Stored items
= = =

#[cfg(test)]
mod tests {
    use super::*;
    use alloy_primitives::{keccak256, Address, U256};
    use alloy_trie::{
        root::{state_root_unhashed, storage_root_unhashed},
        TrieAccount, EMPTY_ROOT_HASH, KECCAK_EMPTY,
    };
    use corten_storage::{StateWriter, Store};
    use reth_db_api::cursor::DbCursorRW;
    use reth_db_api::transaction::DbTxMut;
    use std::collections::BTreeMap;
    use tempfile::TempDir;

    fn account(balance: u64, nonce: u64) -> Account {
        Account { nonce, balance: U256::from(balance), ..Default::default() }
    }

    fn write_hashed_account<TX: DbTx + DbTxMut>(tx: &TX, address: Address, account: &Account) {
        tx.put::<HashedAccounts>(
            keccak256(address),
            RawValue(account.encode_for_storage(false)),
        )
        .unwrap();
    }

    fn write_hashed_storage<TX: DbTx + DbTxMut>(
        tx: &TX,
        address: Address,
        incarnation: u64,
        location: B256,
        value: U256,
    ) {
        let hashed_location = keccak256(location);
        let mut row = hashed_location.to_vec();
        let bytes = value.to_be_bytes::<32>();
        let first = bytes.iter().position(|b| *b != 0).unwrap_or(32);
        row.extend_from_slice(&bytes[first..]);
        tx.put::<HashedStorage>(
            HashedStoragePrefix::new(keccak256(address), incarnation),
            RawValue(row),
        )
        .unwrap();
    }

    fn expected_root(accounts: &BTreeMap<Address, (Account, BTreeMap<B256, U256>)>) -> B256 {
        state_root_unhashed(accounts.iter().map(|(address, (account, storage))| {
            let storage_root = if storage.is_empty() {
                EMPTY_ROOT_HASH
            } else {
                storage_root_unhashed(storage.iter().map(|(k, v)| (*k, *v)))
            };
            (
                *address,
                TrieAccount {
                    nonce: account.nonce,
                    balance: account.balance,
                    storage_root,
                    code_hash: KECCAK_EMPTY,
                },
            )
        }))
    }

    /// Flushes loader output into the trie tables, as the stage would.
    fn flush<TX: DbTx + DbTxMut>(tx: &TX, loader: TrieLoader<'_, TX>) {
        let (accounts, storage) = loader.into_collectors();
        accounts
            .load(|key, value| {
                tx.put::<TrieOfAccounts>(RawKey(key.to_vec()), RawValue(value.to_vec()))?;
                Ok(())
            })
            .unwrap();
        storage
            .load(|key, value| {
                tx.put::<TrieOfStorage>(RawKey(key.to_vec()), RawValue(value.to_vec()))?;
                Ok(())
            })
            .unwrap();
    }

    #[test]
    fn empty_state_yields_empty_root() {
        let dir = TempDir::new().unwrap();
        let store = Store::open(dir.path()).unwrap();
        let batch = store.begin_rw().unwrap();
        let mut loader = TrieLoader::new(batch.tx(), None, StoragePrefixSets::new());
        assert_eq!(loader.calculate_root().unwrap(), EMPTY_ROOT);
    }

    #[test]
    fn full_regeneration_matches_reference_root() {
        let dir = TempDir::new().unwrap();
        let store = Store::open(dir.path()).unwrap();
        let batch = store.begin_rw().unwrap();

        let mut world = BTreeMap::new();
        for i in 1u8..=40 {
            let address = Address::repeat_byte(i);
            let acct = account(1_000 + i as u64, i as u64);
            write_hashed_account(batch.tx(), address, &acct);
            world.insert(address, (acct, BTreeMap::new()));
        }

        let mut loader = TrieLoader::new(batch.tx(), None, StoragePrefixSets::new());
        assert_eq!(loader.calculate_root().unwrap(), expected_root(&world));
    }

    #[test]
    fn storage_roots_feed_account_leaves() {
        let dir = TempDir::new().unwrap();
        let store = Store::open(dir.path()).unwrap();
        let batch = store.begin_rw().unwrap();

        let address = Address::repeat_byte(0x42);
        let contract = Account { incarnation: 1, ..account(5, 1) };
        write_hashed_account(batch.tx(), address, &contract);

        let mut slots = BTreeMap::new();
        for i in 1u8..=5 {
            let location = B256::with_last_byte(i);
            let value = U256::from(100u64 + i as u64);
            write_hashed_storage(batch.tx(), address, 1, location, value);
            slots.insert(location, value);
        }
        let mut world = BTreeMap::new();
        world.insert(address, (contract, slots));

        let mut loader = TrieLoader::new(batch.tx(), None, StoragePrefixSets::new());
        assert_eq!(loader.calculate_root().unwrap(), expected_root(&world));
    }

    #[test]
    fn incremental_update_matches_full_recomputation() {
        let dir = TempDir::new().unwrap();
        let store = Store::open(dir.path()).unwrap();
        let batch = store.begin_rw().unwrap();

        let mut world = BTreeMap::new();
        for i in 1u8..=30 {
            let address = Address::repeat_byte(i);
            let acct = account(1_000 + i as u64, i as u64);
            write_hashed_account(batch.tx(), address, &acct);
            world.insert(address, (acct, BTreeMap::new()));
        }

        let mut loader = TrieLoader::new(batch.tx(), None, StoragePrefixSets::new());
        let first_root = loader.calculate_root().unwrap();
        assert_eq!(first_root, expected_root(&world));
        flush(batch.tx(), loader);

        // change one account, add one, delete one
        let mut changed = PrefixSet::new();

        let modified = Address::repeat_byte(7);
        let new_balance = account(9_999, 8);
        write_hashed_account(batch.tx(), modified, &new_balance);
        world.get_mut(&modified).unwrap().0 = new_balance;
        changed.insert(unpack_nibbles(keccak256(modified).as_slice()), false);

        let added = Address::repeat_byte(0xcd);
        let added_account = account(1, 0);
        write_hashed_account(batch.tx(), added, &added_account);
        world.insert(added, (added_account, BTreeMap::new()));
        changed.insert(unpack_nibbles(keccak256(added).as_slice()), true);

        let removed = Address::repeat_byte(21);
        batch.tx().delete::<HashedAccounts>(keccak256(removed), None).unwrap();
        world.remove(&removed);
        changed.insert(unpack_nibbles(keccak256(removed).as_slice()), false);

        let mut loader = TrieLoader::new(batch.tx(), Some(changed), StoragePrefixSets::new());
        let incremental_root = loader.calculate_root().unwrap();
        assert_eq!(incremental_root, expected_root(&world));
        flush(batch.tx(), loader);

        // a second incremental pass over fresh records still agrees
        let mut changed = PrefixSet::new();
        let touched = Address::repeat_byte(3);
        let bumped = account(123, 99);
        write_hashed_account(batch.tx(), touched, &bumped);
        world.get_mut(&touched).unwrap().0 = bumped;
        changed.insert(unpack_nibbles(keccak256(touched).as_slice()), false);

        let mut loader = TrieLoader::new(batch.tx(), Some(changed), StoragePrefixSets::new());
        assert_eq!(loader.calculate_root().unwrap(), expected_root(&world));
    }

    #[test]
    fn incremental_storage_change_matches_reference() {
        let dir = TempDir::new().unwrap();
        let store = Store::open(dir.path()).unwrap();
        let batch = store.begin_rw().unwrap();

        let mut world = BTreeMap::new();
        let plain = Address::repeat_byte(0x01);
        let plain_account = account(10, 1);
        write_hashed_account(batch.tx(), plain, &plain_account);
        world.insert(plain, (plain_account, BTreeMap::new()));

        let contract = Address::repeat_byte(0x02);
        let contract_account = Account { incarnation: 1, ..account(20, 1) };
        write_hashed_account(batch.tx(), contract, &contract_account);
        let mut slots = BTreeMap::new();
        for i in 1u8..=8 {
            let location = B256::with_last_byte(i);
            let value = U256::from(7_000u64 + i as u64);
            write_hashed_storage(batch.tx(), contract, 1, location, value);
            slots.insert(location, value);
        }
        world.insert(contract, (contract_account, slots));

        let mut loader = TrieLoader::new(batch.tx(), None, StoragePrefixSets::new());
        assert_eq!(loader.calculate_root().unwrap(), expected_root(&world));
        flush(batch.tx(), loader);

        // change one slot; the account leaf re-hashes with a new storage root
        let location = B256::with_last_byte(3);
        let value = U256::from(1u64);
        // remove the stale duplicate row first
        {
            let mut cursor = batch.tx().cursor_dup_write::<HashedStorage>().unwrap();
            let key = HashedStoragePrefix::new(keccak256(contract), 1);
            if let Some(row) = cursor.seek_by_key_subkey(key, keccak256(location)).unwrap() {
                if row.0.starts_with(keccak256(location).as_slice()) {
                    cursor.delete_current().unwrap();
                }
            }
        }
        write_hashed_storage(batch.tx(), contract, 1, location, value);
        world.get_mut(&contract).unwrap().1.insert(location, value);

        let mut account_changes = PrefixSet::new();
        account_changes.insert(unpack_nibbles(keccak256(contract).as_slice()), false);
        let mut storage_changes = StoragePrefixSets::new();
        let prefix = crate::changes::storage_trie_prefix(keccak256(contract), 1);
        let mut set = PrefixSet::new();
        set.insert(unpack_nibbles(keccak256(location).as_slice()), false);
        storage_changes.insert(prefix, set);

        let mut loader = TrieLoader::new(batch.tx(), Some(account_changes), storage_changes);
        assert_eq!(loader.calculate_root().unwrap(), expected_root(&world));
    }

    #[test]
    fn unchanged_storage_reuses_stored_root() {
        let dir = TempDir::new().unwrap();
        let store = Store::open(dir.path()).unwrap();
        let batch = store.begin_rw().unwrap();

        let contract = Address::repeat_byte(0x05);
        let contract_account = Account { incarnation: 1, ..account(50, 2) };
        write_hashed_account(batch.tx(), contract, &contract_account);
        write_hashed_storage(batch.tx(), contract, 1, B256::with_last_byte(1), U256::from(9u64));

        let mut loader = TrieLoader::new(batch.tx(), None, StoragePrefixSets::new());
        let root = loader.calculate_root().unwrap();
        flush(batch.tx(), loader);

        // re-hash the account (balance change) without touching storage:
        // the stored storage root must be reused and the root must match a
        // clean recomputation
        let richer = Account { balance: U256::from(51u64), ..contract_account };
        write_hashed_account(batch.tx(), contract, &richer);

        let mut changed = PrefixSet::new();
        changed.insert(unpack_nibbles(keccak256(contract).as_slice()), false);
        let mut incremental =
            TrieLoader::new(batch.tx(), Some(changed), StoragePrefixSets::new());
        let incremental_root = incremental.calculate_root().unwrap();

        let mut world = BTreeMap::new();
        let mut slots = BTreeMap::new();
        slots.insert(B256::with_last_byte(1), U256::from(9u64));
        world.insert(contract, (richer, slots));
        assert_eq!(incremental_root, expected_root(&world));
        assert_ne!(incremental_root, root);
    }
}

= = =

About this exercise:
Begin with the first line of the records and reproduce each line as is, ending with the line that holds "use std::collections::BTreeMap;".

Result for this exercise:
#[cfg(test)]
mod tests {
    use super::*;
    use alloy_primitives::{keccak256, Address, U256};
    use alloy_trie::{
        root::{state_root_unhashed, storage_root_unhashed},
        TrieAccount, EMPTY_ROOT_HASH, KECCAK_EMPTY,
    };
    use corten_storage::{StateWriter, Store};
    use reth_db_api::cursor::DbCursorRW;
    use reth_db_api::transaction::DbTxMut;
    use std::collections::BTreeMap;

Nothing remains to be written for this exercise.